▶ Task input:
┌────────

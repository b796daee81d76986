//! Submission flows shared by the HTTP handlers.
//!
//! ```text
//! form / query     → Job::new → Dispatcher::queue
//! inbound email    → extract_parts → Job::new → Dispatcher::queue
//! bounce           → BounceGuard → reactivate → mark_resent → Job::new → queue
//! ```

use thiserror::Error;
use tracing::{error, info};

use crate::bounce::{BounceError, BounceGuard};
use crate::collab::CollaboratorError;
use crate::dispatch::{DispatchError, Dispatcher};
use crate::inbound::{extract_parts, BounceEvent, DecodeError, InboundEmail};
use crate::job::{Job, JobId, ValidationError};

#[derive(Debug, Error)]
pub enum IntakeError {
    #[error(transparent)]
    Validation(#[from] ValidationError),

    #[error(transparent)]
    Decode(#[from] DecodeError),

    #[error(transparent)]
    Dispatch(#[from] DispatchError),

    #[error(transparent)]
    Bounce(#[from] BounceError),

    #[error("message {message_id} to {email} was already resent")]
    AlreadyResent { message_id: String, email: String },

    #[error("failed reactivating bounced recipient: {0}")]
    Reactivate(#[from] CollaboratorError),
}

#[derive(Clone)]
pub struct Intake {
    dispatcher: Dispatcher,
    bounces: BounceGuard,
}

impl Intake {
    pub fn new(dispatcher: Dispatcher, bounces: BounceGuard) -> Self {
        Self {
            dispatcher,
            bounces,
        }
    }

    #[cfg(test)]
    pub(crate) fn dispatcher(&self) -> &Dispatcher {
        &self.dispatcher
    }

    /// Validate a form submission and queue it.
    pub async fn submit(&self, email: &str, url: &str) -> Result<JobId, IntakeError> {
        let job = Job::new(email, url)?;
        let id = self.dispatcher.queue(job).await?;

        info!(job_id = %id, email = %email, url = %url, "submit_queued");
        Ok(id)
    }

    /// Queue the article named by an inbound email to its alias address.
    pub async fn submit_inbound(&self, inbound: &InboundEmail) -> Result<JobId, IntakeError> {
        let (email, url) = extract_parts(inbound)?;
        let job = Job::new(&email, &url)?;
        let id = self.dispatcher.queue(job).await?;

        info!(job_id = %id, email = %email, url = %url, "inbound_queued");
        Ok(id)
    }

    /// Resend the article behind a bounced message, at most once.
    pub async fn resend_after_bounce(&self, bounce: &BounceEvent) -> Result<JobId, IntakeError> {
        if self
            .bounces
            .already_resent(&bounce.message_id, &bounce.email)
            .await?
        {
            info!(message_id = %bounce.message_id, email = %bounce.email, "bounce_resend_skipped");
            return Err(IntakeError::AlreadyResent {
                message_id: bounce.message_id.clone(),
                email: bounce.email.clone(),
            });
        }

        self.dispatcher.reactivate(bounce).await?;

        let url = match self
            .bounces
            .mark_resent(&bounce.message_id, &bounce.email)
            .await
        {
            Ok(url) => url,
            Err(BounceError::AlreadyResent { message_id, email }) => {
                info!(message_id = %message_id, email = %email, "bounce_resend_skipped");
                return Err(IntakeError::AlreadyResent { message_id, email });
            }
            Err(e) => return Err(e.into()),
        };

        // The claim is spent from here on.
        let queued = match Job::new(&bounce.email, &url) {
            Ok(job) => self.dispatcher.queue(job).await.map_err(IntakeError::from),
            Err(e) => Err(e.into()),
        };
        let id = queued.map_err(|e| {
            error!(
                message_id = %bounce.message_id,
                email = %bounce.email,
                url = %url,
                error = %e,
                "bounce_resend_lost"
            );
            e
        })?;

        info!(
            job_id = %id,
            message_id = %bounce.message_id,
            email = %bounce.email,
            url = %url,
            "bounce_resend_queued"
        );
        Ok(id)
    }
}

└────────
┌────────

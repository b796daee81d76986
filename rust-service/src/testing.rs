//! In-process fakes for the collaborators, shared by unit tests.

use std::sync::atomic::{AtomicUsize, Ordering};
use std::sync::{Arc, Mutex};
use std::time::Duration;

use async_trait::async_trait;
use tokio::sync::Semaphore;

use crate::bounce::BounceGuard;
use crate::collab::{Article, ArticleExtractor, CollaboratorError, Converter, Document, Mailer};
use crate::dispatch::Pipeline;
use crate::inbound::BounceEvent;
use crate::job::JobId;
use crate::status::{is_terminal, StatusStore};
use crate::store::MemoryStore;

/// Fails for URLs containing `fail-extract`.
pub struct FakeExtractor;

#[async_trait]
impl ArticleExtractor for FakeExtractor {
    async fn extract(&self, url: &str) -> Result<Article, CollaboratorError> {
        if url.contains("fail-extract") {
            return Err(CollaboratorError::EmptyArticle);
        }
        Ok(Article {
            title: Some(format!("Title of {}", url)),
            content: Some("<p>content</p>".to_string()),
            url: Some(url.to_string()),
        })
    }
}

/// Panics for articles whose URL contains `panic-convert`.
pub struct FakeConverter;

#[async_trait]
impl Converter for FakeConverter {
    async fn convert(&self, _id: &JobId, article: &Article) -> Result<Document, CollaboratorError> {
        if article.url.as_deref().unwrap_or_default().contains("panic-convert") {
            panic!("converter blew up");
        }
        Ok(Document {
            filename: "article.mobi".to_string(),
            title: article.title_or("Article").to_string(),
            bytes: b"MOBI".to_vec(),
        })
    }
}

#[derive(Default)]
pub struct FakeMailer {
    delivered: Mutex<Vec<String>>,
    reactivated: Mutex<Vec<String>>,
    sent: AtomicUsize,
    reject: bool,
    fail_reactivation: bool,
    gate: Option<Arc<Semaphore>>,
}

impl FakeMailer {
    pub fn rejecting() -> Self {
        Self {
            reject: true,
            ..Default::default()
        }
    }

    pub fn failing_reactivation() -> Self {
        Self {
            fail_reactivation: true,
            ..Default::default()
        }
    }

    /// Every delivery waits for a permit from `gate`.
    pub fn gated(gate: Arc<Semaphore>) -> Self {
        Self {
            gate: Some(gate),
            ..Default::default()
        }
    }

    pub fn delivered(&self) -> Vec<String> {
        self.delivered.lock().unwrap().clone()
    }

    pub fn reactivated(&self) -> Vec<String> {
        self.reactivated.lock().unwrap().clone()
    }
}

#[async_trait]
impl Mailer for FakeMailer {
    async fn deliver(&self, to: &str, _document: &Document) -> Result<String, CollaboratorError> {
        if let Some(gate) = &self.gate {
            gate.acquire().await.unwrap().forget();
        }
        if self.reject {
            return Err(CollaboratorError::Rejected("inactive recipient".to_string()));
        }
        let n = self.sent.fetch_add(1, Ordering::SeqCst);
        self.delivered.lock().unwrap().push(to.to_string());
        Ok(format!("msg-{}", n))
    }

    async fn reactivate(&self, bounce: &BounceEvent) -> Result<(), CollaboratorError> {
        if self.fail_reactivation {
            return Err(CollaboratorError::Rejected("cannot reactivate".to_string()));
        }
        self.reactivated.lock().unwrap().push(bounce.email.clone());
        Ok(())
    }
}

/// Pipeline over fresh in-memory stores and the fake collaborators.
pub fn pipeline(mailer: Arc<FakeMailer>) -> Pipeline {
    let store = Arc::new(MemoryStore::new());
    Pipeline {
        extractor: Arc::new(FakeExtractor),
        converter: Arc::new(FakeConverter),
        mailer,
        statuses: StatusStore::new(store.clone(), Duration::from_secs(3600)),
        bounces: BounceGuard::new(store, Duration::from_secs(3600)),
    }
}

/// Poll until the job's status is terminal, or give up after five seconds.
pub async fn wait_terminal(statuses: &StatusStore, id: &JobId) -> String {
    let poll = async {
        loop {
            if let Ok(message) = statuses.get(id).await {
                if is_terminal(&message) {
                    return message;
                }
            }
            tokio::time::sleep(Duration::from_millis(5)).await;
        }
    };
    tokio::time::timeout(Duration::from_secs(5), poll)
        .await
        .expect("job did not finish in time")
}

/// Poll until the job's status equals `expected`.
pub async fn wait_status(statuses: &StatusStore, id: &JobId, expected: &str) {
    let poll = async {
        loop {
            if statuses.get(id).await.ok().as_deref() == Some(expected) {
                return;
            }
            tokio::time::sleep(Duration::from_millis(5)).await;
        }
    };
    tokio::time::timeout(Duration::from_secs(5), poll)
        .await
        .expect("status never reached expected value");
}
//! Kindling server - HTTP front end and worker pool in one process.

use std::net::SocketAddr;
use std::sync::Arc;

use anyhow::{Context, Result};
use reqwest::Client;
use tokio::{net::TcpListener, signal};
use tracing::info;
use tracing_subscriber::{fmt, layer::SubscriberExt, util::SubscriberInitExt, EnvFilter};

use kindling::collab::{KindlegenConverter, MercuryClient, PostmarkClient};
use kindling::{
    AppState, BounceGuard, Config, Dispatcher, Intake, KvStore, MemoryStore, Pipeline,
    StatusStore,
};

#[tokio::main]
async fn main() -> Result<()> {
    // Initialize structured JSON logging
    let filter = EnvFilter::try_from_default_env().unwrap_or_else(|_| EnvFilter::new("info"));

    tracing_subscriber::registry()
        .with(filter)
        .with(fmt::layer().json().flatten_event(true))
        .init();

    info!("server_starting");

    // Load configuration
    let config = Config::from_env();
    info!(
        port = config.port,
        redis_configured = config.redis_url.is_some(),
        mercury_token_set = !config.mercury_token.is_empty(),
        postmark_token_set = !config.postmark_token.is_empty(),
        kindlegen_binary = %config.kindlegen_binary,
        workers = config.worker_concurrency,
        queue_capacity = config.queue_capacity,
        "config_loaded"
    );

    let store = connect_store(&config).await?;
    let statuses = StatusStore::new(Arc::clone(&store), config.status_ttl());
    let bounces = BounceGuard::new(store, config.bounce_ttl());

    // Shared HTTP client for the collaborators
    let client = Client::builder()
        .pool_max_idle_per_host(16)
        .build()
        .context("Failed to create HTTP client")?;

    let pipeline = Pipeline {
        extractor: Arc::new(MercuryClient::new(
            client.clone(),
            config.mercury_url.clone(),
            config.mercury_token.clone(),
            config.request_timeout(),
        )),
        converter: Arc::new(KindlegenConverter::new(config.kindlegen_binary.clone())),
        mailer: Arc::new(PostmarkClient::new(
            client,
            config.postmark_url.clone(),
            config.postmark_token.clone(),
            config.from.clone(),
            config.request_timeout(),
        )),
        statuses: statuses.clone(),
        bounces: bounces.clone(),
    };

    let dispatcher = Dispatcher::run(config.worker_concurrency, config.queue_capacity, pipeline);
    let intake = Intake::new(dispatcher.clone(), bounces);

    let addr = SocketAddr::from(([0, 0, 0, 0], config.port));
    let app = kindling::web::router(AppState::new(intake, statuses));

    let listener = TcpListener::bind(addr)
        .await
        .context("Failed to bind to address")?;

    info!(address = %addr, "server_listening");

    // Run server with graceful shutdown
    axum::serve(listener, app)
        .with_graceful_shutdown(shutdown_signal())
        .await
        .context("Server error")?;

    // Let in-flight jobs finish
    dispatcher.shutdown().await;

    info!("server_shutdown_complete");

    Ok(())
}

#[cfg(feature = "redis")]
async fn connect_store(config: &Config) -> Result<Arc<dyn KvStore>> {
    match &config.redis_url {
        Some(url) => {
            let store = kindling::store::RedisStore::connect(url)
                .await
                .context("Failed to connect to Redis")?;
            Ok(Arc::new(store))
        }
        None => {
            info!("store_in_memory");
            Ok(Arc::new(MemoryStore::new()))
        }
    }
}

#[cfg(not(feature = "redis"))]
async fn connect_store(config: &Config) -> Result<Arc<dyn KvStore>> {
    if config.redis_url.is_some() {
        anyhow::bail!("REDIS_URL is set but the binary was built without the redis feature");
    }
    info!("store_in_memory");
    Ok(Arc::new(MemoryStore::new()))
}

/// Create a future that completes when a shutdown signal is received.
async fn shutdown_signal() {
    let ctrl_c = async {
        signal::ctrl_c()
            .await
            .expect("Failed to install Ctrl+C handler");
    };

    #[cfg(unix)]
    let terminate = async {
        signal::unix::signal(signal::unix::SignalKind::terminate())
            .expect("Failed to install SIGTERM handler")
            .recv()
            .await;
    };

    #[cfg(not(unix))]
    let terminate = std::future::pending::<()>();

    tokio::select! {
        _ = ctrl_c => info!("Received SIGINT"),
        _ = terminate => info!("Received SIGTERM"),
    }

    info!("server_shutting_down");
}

└────────

▶ What you will do: Answer with a single number, the count of lines in the data that contain "statuses".

▶ Written response: 8